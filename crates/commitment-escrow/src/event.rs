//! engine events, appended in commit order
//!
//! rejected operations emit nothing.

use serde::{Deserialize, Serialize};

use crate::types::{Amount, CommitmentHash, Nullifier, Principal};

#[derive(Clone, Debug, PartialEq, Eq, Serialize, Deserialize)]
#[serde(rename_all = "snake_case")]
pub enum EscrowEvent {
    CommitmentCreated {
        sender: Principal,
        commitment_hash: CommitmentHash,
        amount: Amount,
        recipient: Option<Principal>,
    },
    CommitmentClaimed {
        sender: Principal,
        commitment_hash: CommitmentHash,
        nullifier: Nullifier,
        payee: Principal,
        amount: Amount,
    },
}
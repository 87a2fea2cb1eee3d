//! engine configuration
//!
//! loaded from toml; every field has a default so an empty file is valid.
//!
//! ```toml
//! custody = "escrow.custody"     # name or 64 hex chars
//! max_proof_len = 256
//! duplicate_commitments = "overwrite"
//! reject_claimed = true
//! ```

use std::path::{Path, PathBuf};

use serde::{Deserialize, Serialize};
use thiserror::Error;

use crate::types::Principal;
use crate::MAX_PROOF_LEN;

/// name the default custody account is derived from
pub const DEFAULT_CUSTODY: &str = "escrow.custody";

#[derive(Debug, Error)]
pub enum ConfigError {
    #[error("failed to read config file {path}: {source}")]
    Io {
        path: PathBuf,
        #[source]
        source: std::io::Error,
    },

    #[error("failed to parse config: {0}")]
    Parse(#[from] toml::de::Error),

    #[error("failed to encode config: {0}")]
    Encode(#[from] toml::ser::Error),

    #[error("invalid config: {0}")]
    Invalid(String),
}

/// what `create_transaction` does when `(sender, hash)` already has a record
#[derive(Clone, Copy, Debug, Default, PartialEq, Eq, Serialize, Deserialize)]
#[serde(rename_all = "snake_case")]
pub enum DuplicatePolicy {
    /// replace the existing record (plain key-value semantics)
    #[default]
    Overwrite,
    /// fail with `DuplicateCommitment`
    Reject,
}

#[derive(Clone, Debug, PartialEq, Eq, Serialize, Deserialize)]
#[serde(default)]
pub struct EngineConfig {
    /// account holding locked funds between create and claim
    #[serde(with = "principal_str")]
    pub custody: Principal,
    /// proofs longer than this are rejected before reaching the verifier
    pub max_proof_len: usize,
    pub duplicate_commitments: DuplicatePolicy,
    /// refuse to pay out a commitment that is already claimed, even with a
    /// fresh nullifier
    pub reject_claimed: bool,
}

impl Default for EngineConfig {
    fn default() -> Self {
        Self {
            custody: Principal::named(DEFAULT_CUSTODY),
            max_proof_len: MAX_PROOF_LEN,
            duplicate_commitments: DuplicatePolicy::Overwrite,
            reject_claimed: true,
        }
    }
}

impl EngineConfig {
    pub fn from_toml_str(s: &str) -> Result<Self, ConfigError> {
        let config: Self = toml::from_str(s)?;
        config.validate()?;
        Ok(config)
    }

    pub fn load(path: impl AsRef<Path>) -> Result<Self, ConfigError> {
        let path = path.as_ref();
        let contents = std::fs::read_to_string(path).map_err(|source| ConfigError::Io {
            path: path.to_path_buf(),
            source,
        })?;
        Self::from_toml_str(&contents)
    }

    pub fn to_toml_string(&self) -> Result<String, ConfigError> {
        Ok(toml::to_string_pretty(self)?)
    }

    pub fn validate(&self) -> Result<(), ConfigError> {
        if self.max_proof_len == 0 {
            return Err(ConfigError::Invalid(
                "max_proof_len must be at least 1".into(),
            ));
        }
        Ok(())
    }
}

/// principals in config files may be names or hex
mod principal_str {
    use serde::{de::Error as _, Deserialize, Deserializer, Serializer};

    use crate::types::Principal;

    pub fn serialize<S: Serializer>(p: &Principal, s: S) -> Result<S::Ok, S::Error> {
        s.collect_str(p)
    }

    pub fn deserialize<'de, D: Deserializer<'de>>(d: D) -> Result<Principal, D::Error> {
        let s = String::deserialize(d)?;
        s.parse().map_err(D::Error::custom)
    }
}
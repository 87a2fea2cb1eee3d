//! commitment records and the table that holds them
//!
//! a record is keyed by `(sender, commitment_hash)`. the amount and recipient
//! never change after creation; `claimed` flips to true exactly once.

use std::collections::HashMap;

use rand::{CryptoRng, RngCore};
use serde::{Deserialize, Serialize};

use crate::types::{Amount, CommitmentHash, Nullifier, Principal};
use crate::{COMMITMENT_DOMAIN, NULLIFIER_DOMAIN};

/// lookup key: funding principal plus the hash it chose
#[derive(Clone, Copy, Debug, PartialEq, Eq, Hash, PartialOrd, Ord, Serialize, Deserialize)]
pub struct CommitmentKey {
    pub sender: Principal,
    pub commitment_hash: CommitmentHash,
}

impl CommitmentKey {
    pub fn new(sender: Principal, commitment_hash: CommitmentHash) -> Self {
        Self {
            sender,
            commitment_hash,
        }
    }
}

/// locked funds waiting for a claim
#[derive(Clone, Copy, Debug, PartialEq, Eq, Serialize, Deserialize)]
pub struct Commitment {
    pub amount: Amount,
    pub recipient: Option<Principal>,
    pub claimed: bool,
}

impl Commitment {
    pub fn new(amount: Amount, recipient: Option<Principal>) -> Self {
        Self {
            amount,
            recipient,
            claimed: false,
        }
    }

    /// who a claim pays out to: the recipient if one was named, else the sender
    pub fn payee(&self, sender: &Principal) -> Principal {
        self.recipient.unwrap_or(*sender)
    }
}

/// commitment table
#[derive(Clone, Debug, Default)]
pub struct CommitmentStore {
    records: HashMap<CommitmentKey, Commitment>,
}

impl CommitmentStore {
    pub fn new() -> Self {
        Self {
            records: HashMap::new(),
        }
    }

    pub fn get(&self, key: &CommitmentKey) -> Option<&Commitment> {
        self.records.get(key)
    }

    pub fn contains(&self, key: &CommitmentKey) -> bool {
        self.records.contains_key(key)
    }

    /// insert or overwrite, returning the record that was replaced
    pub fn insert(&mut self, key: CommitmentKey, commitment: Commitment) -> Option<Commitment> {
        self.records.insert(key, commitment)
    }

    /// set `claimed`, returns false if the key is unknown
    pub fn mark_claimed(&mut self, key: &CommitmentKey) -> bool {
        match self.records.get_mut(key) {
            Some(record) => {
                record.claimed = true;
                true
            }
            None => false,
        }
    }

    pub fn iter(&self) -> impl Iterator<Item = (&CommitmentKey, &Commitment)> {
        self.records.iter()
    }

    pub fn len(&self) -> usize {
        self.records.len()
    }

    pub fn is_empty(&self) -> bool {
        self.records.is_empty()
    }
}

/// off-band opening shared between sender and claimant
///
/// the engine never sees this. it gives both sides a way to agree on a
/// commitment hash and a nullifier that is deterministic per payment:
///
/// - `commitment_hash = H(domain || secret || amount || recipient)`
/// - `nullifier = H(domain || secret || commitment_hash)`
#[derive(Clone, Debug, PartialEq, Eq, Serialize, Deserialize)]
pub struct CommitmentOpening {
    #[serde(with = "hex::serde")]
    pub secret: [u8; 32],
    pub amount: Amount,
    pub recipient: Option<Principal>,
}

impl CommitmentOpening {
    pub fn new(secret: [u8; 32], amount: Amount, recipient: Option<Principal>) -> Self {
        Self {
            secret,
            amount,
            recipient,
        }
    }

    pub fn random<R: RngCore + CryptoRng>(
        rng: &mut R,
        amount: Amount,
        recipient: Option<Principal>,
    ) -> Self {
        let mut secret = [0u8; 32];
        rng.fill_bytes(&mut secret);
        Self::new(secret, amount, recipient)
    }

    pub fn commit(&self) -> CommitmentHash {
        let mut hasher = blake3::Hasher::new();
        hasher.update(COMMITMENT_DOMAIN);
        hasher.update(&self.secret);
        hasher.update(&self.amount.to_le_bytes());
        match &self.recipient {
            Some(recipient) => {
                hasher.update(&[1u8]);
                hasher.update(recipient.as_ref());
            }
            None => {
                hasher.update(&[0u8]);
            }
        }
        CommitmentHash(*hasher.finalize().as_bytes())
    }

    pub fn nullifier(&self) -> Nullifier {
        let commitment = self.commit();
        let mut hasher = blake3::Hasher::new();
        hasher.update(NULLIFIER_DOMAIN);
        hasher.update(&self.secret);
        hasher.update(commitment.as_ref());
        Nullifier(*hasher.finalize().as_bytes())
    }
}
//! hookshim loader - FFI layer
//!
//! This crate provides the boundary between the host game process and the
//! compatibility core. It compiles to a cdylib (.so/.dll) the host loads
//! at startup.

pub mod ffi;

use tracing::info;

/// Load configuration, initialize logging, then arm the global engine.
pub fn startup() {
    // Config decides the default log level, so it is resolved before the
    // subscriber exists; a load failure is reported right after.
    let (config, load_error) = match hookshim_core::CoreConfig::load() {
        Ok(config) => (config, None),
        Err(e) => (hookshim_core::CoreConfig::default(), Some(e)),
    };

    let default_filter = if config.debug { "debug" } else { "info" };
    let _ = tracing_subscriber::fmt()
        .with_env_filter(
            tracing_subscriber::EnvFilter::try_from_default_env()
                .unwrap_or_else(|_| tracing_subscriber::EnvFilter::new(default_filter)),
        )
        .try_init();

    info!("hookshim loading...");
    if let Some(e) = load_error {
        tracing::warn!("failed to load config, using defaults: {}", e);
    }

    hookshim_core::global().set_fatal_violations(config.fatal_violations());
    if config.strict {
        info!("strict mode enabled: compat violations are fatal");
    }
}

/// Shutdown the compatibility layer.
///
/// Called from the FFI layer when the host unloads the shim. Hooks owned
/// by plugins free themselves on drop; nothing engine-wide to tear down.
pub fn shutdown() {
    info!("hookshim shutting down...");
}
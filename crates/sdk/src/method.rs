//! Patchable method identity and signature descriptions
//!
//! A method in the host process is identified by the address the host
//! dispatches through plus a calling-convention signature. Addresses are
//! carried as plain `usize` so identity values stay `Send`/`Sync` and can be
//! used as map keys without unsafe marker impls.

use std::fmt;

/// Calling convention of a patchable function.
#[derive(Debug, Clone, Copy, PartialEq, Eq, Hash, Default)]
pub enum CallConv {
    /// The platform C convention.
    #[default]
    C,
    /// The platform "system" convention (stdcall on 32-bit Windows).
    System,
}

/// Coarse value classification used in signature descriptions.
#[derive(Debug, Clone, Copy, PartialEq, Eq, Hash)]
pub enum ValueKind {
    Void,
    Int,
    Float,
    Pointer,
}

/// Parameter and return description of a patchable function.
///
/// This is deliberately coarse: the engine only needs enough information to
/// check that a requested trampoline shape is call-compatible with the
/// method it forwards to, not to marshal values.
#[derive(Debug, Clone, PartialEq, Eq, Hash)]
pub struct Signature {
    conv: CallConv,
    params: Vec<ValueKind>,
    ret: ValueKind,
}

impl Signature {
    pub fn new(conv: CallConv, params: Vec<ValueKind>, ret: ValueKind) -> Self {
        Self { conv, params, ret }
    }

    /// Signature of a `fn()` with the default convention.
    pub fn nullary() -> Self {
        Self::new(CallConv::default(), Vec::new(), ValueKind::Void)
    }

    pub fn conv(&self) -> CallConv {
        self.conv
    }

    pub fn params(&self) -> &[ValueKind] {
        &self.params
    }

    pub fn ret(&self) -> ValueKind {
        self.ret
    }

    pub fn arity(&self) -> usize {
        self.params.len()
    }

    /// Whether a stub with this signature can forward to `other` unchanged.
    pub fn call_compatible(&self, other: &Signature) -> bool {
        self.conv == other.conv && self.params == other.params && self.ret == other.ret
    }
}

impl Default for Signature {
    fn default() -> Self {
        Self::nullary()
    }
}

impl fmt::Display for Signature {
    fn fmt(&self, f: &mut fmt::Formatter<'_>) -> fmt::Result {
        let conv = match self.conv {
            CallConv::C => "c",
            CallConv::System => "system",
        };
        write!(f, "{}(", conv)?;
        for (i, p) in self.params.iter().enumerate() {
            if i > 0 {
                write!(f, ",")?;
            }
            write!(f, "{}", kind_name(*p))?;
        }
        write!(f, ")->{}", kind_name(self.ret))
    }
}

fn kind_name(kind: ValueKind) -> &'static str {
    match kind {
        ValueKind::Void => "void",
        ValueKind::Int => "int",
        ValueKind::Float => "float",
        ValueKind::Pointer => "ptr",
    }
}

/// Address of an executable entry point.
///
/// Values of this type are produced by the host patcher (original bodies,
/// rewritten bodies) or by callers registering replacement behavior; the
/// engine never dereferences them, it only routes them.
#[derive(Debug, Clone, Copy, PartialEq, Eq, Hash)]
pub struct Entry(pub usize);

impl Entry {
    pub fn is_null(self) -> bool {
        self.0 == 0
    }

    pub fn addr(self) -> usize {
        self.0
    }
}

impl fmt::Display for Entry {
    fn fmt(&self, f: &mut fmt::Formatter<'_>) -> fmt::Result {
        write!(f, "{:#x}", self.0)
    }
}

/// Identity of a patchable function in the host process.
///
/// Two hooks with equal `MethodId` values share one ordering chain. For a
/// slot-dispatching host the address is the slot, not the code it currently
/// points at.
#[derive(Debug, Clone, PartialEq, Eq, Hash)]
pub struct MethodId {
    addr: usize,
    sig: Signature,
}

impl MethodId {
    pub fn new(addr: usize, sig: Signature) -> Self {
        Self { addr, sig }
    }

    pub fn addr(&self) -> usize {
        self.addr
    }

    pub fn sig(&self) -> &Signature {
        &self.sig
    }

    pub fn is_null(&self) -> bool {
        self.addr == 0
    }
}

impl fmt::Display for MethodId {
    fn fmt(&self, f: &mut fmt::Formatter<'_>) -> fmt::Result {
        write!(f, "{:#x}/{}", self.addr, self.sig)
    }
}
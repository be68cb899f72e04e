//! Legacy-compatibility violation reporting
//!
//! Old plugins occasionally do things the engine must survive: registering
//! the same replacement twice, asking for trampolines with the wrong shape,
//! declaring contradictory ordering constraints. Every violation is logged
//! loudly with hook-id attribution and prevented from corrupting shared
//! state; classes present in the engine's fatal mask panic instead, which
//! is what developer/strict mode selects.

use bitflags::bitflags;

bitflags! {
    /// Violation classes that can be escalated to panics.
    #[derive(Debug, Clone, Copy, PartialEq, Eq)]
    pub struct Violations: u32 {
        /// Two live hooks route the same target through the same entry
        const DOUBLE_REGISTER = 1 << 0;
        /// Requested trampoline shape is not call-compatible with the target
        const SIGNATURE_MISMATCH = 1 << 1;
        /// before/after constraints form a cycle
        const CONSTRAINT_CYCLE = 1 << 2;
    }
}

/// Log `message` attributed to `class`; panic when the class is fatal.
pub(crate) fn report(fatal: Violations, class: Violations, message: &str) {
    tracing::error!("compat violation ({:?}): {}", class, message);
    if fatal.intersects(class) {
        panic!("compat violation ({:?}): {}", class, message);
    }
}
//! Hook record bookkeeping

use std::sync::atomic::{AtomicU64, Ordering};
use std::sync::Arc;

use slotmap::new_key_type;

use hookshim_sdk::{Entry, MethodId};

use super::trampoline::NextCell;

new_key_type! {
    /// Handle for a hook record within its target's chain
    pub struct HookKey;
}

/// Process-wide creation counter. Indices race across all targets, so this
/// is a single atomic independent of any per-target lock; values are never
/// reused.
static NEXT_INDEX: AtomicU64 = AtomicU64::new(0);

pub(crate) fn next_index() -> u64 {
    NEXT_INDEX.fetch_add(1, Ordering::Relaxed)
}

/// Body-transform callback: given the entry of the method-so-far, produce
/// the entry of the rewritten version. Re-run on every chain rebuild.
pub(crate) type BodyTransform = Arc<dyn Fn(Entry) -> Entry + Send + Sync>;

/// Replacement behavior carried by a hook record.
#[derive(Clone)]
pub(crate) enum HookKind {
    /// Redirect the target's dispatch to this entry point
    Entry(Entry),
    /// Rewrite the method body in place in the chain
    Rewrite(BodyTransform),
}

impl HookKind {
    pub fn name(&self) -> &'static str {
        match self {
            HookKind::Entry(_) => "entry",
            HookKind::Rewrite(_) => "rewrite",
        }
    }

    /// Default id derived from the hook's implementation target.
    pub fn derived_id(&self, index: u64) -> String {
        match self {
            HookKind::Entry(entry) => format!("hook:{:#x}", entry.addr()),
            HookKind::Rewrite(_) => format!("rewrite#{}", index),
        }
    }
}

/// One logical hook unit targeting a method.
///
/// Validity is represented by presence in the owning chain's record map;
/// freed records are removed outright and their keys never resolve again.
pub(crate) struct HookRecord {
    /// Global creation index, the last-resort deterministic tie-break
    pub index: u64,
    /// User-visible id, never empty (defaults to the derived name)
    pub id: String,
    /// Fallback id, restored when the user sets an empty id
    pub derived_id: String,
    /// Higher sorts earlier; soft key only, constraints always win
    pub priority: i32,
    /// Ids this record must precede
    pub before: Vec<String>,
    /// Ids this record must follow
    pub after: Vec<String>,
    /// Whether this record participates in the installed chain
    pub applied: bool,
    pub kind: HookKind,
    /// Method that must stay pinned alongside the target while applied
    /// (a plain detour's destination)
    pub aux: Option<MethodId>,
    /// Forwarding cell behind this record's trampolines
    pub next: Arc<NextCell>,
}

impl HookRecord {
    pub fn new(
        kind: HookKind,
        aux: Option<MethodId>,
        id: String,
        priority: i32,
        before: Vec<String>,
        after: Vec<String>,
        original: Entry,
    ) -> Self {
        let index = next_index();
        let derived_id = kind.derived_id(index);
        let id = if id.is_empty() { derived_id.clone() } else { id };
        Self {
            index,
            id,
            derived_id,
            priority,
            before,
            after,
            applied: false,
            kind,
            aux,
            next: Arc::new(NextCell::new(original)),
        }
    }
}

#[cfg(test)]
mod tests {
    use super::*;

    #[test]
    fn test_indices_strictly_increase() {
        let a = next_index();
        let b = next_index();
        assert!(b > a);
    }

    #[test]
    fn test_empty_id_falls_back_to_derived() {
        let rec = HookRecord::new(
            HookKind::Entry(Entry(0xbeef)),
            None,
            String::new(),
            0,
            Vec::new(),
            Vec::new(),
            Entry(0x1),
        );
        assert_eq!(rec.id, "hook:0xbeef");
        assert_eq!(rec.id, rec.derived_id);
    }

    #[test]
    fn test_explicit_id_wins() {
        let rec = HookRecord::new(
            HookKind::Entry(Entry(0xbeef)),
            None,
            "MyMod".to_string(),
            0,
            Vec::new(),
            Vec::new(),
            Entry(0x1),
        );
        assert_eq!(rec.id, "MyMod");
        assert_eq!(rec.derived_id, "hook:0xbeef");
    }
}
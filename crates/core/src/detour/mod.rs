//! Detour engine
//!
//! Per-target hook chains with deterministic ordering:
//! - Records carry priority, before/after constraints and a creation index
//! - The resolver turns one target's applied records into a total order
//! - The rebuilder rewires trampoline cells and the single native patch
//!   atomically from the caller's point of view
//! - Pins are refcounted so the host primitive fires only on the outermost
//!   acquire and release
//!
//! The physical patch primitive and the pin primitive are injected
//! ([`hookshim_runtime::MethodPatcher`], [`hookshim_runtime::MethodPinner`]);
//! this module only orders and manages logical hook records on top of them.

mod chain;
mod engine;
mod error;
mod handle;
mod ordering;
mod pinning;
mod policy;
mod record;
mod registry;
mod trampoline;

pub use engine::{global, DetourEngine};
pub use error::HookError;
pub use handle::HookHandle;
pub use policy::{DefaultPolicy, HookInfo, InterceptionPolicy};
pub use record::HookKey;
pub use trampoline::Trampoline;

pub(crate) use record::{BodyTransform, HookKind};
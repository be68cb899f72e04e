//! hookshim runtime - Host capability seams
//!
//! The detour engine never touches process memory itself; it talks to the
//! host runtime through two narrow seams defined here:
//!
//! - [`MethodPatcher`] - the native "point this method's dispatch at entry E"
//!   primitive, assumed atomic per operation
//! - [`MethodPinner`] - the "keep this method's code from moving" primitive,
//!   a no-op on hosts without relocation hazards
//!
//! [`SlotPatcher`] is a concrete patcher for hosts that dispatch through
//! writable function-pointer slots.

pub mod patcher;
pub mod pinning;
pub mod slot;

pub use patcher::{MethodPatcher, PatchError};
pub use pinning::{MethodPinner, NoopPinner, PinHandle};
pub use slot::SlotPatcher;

Exercise brief
Extract every line from the records above that contains the word "CoreConfig".

Response to the exercise
    let (config, load_error) = match hookshim_core::CoreConfig::load() {
        Err(e) => (hookshim_core::CoreConfig::default(), Some(e)),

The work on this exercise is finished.